◆ **Problem requirements**: Look through the lines below for the word "Continued", and copy every line that has it.

Stored items
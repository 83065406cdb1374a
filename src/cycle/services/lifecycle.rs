//! Service layer for cycle creation, completion, and overdue remediation.

use super::{CollaboratorFailure, CycleLifecycleError, CycleLifecycleResult, LifecycleConfig};
use crate::cycle::{
    domain::{CycleResolution, NotificationId, OverdueAction, Task, TaskCycle, TaskId},
    ports::{NotificationScheduler, TaskCycleRepository},
};
use crate::recurrence::{calculate_due_date, calculate_due_date_or_fallback};
use chrono::{DateTime, Utc};
use mockable::Clock;
use std::sync::Arc;
use tracing::{debug, error, info};

/// Result of [`CycleLifecycleService::complete_cycle`].
#[derive(Debug, Clone, PartialEq, Eq)]
pub struct CompletionOutcome {
    /// The completed cycle as persisted.
    pub completed: TaskCycle,
    /// The auto-restarted cycle, when the task restarts automatically.
    pub next: Option<TaskCycle>,
}

/// Result of [`CycleLifecycleService::handle_overdue`].
#[derive(Debug, Clone, PartialEq, Eq)]
pub struct OverdueOutcome {
    /// The overdue cycle as closed and persisted.
    pub closed: TaskCycle,
    /// The replacement cycle as persisted.
    pub next: TaskCycle,
}

/// Cycle lifecycle orchestration service.
///
/// Every new cycle is computed before anything is written, so a calculation
/// failure leaves storage untouched. Collaborator failures after the first
/// write are reported as-is; earlier writes are not rolled back.
#[derive(Clone)]
pub struct CycleLifecycleService<R, N, C>
where
    R: TaskCycleRepository,
    N: NotificationScheduler,
    C: Clock + Send + Sync,
{
    repository: Arc<R>,
    scheduler: Arc<N>,
    clock: Arc<C>,
    config: LifecycleConfig,
}

impl<R, N, C> CycleLifecycleService<R, N, C>
where
    R: TaskCycleRepository,
    N: NotificationScheduler,
    C: Clock + Send + Sync,
{
    /// Creates a lifecycle service with the default configuration.
    #[must_use]
    pub fn new(repository: Arc<R>, scheduler: Arc<N>, clock: Arc<C>) -> Self {
        Self::with_config(repository, scheduler, clock, LifecycleConfig::default())
    }

    /// Creates a lifecycle service with an explicit configuration.
    #[must_use]
    pub const fn with_config(
        repository: Arc<R>,
        scheduler: Arc<N>,
        clock: Arc<C>,
        config: LifecycleConfig,
    ) -> Self {
        Self {
            repository,
            scheduler,
            clock,
            config,
        }
    }

    /// Returns the active configuration.
    #[must_use]
    pub const fn config(&self) -> &LifecycleConfig {
        &self.config
    }

    /// Creates, persists, and schedules the first cycle of a task.
    ///
    /// The cycle starts at `start`, or now when `None`.
    ///
    /// # Errors
    ///
    /// Returns [`CycleLifecycleError::InactiveTask`] for inactive tasks,
    /// calculation errors unchanged, and collaborator failures as
    /// [`CycleLifecycleError::Collaborator`].
    pub async fn start_first_cycle(
        &self,
        task: &Task,
        start: Option<DateTime<Utc>>,
    ) -> CycleLifecycleResult<TaskCycle> {
        ensure_active(task)?;
        let cycle = self.build_cycle(task, start.unwrap_or_else(|| self.clock.utc()))?;
        let saved = self.persist_and_notify(task, &cycle).await?;
        info!(
            task_id = %task.id(),
            cycle_id = ?saved.id(),
            due_date = %saved.due_date(),
            "started first cycle"
        );
        Ok(saved)
    }

    /// Computes the cycle that would follow a completion, without saving it.
    ///
    /// The cycle starts at `completion_date`, or now when `None`, and uses the
    /// task's calendar system.
    ///
    /// # Errors
    ///
    /// Returns calculation errors unchanged.
    pub fn get_next_cycle(
        &self,
        task: &Task,
        completion_date: Option<DateTime<Utc>>,
    ) -> CycleLifecycleResult<TaskCycle> {
        self.build_cycle(task, completion_date.unwrap_or_else(|| self.clock.utc()))
    }

    /// Previews the next due date for a task without failing.
    ///
    /// Falls back to the configured interval when the pattern cannot be
    /// evaluated. Lifecycle operations never use this path.
    #[must_use]
    pub fn preview_due_date(&self, task: &Task, start: Option<DateTime<Utc>>) -> DateTime<Utc> {
        calculate_due_date_or_fallback(
            start.unwrap_or_else(|| self.clock.utc()),
            task.recurrence_pattern(),
            task.date_type(),
            &self.config.evaluator,
        )
    }

    /// Completes a cycle and, for active auto-restarting tasks, starts the
    /// next one at the completion instant.
    ///
    /// Without auto-restart exactly one save happens and `next` is `None`.
    ///
    /// # Errors
    ///
    /// Returns [`CycleLifecycleError::CycleTaskMismatch`] when the cycle
    /// belongs to another task, [`CycleLifecycleError::Domain`] when it is
    /// already completed, calculation errors unchanged, and collaborator
    /// failures as [`CycleLifecycleError::Collaborator`].
    pub async fn complete_cycle(
        &self,
        task: &Task,
        cycle: TaskCycle,
    ) -> CycleLifecycleResult<CompletionOutcome> {
        ensure_owned(task, &cycle)?;
        let mut completed = cycle;
        completed.mark_completed(&*self.clock)?;

        let pending_next = if task.auto_restart() && task.is_active() {
            Some(self.build_cycle(task, self.clock.utc())?)
        } else {
            None
        };

        let saved = self.persist(&completed).await?;
        let next = match pending_next {
            Some(next_cycle) => Some(self.persist_and_notify(task, &next_cycle).await?),
            None => None,
        };
        info!(
            task_id = %task.id(),
            cycle_id = ?saved.id(),
            next_cycle_id = ?next.as_ref().and_then(TaskCycle::id),
            "completed cycle"
        );
        Ok(CompletionOutcome {
            completed: saved,
            next,
        })
    }

    /// Applies an overdue remediation policy.
    ///
    /// - [`OverdueAction::Reset`] flags the cycle overdue, closes it as
    ///   [`CycleResolution::Reset`], and starts a new cycle now.
    /// - [`OverdueAction::Continue`] flags the cycle overdue, closes it as
    ///   [`CycleResolution::Continued`], and starts a new cycle at the old due
    ///   date. One period only: the new cycle may already be past due.
    /// - [`OverdueAction::Skip`] records the cycle as skipped and starts a new
    ///   cycle now, regardless of auto-restart.
    ///
    /// The old cycle is always closed, so remediating it again fails.
    ///
    /// # Errors
    ///
    /// Returns [`CycleLifecycleError::InactiveTask`] for inactive tasks,
    /// [`CycleLifecycleError::CycleTaskMismatch`] when the cycle belongs to
    /// another task, [`CycleLifecycleError::Domain`] when it is already
    /// completed, calculation errors unchanged, and collaborator failures as
    /// [`CycleLifecycleError::Collaborator`].
    pub async fn handle_overdue(
        &self,
        task: &Task,
        cycle: TaskCycle,
        action: OverdueAction,
    ) -> CycleLifecycleResult<OverdueOutcome> {
        ensure_active(task)?;
        ensure_owned(task, &cycle)?;

        let now = self.clock.utc();
        let mut closed = cycle;
        let next_start = match action {
            OverdueAction::Reset => {
                closed.mark_superseded(CycleResolution::Reset, &*self.clock)?;
                now
            }
            OverdueAction::Continue => {
                closed.mark_superseded(CycleResolution::Continued, &*self.clock)?;
                closed.due_date()
            }
            OverdueAction::Skip => {
                closed.mark_skipped(&*self.clock)?;
                now
            }
        };
        let next_cycle = self.build_cycle(task, next_start)?;

        let saved_closed = self.persist(&closed).await?;
        let saved_next = self.persist_and_notify(task, &next_cycle).await?;
        info!(
            task_id = %task.id(),
            action = %action,
            cycle_id = ?saved_closed.id(),
            next_cycle_id = ?saved_next.id(),
            next_due_date = %saved_next.due_date(),
            "remediated overdue cycle"
        );
        Ok(OverdueOutcome {
            closed: saved_closed,
            next: saved_next,
        })
    }

    /// Flags and persists a cycle whose due date has passed.
    ///
    /// Completed cycles and cycles already flagged are returned unchanged
    /// without a save.
    ///
    /// # Errors
    ///
    /// Returns collaborator failures as [`CycleLifecycleError::Collaborator`].
    pub async fn refresh_overdue(&self, cycle: TaskCycle) -> CycleLifecycleResult<TaskCycle> {
        if cycle.is_completed() || cycle.is_overdue() || self.clock.utc() <= cycle.due_date() {
            return Ok(cycle);
        }
        let mut flagged = cycle;
        flagged.mark_overdue()?;
        let saved = self.persist(&flagged).await?;
        debug!(
            task_id = %saved.task_id(),
            cycle_id = ?saved.id(),
            due_date = %saved.due_date(),
            "flagged cycle overdue"
        );
        Ok(saved)
    }

    /// Returns the most recently created uncompleted cycle of a task.
    ///
    /// # Errors
    ///
    /// Returns collaborator failures as [`CycleLifecycleError::Collaborator`].
    pub async fn current_cycle(&self, task_id: TaskId) -> CycleLifecycleResult<Option<TaskCycle>> {
        let cycles = self.cycle_history(task_id).await?;
        Ok(cycles.into_iter().rev().find(|cycle| !cycle.is_completed()))
    }

    /// Returns every cycle of a task, oldest first.
    ///
    /// # Errors
    ///
    /// Returns collaborator failures as [`CycleLifecycleError::Collaborator`].
    pub async fn cycle_history(&self, task_id: TaskId) -> CycleLifecycleResult<Vec<TaskCycle>> {
        self.repository
            .find_by_task_id(task_id)
            .await
            .map_err(|err| {
                error!(task_id = %task_id, error = %err, "failed to load cycles");
                CycleLifecycleError::Collaborator(CollaboratorFailure::Storage(err))
            })
    }

    fn build_cycle(&self, task: &Task, start: DateTime<Utc>) -> CycleLifecycleResult<TaskCycle> {
        let due = calculate_due_date(start, task.recurrence_pattern(), task.date_type())?;
        Ok(TaskCycle::new(
            task.id(),
            start,
            due,
            task.date_type(),
            &*self.clock,
        )?)
    }

    async fn persist(&self, cycle: &TaskCycle) -> CycleLifecycleResult<TaskCycle> {
        self.repository.save(cycle).await.map_err(|err| {
            error!(
                task_id = %cycle.task_id(),
                cycle_id = ?cycle.id(),
                error = %err,
                "failed to persist cycle"
            );
            CycleLifecycleError::Collaborator(CollaboratorFailure::Storage(err))
        })
    }

    async fn notify(
        &self,
        task: &Task,
        cycle: &TaskCycle,
    ) -> CycleLifecycleResult<Option<NotificationId>> {
        if !self.config.schedule_notifications {
            return Ok(None);
        }
        match self.scheduler.schedule_task_notification(task, cycle).await {
            Ok(Some(notification_id)) => {
                debug!(
                    task_id = %task.id(),
                    cycle_id = ?cycle.id(),
                    notification_id = %notification_id,
                    "scheduled cycle notification"
                );
                Ok(Some(notification_id))
            }
            Ok(None) => {
                debug!(task_id = %task.id(), cycle_id = ?cycle.id(), "notification not scheduled");
                Ok(None)
            }
            Err(err) => {
                error!(
                    task_id = %task.id(),
                    cycle_id = ?cycle.id(),
                    error = %err,
                    "failed to schedule cycle notification"
                );
                Err(CycleLifecycleError::Collaborator(
                    CollaboratorFailure::Notification(err),
                ))
            }
        }
    }

    async fn persist_and_notify(
        &self,
        task: &Task,
        cycle: &TaskCycle,
    ) -> CycleLifecycleResult<TaskCycle> {
        let saved = self.persist(cycle).await?;
        self.notify(task, &saved).await?;
        Ok(saved)
    }
}

const fn ensure_active(task: &Task) -> CycleLifecycleResult<()> {
    if task.is_active() {
        Ok(())
    } else {
        Err(CycleLifecycleError::InactiveTask(task.id()))
    }
}

fn ensure_owned(task: &Task, cycle: &TaskCycle) -> CycleLifecycleResult<()> {
    if cycle.task_id() == task.id() {
        Ok(())
    } else {
        Err(CycleLifecycleError::CycleTaskMismatch {
            task: task.id(),
            cycle_task: cycle.task_id(),
        })
    }
}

◆ **Completed exercise**:
    ///   [`CycleResolution::Continued`], and starts a new cycle at the old due
                closed.mark_superseded(CycleResolution::Continued, &*self.clock)?;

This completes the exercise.